▶ [Exercise details] Copy out each line of the data below in which the string "filename" appears.

#### Source material

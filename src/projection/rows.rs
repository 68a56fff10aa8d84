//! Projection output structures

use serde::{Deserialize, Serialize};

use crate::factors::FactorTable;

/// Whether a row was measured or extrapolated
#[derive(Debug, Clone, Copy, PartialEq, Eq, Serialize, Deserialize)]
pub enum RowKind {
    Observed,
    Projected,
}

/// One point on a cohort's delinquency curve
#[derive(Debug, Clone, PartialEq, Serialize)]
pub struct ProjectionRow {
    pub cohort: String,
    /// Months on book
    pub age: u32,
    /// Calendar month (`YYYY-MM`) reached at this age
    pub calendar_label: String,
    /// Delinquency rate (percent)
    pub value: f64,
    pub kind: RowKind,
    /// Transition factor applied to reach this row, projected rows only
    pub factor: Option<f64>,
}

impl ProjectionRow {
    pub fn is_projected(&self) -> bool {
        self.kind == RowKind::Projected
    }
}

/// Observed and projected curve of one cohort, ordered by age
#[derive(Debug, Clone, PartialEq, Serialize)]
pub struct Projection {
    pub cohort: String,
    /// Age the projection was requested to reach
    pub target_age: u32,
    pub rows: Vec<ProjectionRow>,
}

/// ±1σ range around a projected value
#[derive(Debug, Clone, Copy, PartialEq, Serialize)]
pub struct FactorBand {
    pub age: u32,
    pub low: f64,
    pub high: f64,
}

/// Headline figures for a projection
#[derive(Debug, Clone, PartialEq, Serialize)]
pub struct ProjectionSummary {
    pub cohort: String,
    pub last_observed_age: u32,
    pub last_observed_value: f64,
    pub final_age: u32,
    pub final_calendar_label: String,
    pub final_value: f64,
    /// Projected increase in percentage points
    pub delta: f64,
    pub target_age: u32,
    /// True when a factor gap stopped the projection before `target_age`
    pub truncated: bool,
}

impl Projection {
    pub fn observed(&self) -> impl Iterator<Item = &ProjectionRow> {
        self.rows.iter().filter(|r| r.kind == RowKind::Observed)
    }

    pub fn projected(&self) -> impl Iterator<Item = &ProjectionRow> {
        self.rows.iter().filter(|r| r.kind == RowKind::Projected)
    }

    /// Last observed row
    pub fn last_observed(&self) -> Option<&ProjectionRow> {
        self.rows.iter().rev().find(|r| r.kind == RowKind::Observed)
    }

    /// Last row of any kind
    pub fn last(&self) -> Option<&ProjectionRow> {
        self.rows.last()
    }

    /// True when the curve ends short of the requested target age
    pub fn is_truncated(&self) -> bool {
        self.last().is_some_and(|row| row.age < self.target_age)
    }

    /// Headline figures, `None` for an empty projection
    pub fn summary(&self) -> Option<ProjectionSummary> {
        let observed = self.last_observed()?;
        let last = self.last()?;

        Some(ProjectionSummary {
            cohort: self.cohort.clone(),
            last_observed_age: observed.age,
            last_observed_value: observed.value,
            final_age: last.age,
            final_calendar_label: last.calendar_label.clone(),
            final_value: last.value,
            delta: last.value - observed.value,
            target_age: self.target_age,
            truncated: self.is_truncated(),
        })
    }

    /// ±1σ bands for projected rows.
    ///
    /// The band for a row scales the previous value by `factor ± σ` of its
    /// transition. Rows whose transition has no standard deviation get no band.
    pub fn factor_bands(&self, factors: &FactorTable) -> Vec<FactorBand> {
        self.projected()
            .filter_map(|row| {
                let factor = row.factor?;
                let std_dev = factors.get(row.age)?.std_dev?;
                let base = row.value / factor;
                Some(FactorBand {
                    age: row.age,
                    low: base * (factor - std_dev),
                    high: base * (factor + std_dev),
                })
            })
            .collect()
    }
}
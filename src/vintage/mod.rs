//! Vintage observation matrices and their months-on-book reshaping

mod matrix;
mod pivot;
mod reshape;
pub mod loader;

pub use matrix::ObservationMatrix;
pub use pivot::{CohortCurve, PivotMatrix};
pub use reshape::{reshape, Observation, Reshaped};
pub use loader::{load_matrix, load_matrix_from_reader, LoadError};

########

▶ [Result for this task]
filename src/projection/rows.rs
filename src/vintage/mod.rs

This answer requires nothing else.